(Collected data)
# # #

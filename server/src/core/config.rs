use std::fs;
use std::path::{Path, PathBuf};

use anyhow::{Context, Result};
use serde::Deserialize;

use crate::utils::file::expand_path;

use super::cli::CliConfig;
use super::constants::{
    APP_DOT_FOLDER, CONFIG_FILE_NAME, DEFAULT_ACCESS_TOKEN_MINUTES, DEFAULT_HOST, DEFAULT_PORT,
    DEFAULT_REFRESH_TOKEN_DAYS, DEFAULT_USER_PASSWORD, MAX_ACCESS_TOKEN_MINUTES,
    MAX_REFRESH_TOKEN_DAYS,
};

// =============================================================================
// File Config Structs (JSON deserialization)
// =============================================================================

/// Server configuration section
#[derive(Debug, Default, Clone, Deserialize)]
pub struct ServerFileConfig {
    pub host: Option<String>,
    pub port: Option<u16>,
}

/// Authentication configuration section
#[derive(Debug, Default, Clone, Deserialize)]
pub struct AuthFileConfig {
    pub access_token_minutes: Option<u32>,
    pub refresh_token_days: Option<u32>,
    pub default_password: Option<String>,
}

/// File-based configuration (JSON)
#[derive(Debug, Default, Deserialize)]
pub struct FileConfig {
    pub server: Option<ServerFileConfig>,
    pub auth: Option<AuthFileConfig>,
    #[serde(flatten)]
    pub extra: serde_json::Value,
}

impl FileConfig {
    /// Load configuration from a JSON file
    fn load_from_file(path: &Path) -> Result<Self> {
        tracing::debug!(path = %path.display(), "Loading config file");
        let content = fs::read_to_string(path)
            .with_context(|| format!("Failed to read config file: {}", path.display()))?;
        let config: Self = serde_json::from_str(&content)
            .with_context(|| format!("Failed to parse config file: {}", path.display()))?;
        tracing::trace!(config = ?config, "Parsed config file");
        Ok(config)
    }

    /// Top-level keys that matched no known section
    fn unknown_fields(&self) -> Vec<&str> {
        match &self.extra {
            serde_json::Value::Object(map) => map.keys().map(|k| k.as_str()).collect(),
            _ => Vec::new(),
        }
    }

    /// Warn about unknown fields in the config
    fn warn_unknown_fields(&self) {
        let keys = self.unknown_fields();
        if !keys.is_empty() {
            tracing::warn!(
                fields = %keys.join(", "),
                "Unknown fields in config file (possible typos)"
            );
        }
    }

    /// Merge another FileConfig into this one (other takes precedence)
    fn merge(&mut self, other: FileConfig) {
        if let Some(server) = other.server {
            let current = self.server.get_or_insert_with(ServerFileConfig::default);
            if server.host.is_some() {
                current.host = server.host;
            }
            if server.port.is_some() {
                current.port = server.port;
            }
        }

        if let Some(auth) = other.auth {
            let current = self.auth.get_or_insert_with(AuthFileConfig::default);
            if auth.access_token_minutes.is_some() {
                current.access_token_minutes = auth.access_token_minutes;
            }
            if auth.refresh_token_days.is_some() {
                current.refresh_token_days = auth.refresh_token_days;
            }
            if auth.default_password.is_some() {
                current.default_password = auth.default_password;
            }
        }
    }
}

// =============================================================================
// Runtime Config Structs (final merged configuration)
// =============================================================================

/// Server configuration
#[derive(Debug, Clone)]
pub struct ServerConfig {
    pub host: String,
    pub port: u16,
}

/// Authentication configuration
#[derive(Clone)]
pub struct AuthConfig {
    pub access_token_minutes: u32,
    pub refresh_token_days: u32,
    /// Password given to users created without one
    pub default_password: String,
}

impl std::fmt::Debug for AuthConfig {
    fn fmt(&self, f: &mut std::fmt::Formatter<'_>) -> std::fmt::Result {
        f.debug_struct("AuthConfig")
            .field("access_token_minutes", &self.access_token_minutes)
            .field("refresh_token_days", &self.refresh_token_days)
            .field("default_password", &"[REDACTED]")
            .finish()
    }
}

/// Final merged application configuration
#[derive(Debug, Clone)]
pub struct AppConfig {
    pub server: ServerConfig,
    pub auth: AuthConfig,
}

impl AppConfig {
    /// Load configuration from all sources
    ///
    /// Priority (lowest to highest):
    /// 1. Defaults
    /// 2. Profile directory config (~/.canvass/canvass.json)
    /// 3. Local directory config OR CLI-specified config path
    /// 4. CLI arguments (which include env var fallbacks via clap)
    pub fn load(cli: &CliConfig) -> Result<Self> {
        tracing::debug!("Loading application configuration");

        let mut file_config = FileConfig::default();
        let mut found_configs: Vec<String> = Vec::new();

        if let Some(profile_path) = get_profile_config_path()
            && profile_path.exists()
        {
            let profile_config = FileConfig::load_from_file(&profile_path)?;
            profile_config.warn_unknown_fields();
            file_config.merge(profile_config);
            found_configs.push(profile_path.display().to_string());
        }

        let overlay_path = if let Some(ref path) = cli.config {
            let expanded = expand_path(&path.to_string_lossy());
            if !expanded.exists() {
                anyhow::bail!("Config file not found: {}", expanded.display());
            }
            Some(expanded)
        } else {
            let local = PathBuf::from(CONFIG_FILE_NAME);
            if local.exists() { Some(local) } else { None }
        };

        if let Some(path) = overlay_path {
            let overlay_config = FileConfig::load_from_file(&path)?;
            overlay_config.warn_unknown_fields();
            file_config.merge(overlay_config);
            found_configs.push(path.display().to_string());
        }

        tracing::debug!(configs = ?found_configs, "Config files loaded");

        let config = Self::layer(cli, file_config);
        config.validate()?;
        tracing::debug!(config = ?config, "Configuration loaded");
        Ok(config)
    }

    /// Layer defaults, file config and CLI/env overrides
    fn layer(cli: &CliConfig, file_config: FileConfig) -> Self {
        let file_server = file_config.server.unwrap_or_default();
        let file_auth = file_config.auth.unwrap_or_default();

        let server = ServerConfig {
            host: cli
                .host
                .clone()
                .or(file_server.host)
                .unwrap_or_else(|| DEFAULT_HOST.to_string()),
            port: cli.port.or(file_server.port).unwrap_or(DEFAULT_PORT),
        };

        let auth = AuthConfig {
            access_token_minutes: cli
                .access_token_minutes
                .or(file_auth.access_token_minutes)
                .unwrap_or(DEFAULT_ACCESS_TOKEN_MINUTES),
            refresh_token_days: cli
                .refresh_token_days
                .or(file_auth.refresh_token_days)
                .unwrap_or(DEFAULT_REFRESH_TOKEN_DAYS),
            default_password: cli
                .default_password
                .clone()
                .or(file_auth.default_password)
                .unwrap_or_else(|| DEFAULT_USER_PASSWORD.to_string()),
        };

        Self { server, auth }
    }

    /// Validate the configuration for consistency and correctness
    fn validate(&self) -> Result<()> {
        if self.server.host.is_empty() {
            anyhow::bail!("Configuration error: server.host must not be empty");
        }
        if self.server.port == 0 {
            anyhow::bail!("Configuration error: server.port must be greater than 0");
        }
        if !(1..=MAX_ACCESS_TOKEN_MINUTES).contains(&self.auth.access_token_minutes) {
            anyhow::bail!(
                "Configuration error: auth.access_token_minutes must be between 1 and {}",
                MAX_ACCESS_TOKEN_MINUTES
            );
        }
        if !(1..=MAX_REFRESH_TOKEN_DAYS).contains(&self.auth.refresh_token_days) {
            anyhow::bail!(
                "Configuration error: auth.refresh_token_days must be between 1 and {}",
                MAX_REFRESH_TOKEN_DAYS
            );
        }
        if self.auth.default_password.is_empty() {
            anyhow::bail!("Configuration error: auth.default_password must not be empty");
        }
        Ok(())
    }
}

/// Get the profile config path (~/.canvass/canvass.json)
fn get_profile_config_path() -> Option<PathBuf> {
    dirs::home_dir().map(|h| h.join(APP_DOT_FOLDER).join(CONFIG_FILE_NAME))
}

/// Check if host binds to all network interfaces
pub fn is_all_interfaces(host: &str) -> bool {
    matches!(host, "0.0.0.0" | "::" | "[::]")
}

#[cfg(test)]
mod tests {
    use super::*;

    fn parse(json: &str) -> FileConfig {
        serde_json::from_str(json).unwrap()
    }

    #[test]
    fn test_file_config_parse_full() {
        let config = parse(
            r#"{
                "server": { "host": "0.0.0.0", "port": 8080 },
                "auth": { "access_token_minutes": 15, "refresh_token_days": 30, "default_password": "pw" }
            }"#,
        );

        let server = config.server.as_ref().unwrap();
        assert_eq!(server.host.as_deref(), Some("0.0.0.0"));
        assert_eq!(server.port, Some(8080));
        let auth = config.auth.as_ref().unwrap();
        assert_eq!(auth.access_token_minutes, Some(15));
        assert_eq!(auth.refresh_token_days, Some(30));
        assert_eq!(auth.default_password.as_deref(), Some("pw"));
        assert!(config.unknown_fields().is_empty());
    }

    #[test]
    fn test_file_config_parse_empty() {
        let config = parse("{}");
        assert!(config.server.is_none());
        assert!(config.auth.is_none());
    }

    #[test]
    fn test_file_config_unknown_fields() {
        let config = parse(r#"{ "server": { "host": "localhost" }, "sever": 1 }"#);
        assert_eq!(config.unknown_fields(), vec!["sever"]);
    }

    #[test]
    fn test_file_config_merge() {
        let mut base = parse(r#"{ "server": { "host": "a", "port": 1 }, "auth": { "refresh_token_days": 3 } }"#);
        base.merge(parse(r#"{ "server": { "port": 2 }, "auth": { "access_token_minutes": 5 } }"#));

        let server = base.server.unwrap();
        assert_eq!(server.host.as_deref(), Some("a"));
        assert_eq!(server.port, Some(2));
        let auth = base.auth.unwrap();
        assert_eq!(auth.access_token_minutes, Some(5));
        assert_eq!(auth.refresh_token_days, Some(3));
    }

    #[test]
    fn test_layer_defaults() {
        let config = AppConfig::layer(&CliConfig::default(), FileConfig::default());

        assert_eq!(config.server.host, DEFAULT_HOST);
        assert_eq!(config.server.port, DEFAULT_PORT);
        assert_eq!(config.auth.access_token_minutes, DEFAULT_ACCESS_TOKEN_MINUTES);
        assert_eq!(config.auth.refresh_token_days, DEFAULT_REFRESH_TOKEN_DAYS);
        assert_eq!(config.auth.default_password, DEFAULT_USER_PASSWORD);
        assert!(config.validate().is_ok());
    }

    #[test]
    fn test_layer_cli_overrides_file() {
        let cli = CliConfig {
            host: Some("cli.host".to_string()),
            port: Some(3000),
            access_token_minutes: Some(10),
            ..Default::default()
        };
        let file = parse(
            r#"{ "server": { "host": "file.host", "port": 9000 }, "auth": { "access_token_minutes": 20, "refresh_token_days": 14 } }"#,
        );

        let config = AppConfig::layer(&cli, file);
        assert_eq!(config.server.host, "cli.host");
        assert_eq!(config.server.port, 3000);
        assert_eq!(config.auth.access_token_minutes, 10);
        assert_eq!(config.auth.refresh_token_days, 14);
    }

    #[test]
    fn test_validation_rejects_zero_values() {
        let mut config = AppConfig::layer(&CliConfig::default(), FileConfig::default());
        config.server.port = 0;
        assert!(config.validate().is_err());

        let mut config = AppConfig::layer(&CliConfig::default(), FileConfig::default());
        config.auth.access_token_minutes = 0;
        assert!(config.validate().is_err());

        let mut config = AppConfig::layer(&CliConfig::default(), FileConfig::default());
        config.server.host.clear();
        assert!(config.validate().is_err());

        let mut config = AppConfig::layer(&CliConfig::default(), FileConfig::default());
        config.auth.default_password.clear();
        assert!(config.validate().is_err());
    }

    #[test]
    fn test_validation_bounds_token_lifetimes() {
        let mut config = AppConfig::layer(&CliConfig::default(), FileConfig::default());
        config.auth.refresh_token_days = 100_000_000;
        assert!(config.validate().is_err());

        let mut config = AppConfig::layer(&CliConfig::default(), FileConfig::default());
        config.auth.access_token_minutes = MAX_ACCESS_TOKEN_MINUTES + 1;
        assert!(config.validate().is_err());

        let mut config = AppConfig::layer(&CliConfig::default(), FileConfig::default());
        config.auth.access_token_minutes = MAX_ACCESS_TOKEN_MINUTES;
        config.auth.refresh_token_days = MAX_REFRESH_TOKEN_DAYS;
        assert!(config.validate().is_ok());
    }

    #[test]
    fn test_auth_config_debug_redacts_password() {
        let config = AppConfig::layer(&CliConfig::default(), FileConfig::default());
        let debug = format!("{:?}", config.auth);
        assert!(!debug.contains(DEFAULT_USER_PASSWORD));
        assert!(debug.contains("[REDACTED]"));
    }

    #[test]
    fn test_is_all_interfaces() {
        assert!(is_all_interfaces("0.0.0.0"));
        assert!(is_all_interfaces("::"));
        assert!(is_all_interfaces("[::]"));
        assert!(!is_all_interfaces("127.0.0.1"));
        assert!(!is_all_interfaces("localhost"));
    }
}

# # #

▸ **Assignment**: All that is wanted is a faithful reproduction of the line above with "pub struct AppConfig", the line with "directory config (~/.canvass/canvass.json)", and every line in between.

▸ **Response area**:
pub struct AppConfig {
    pub server: ServerConfig,
    pub auth: AuthConfig,
}

impl AppConfig {
    /// Load configuration from all sources
    ///
    /// Priority (lowest to highest):
    /// 1. Defaults
    /// 2. Profile directory config (~/.canvass/canvass.json)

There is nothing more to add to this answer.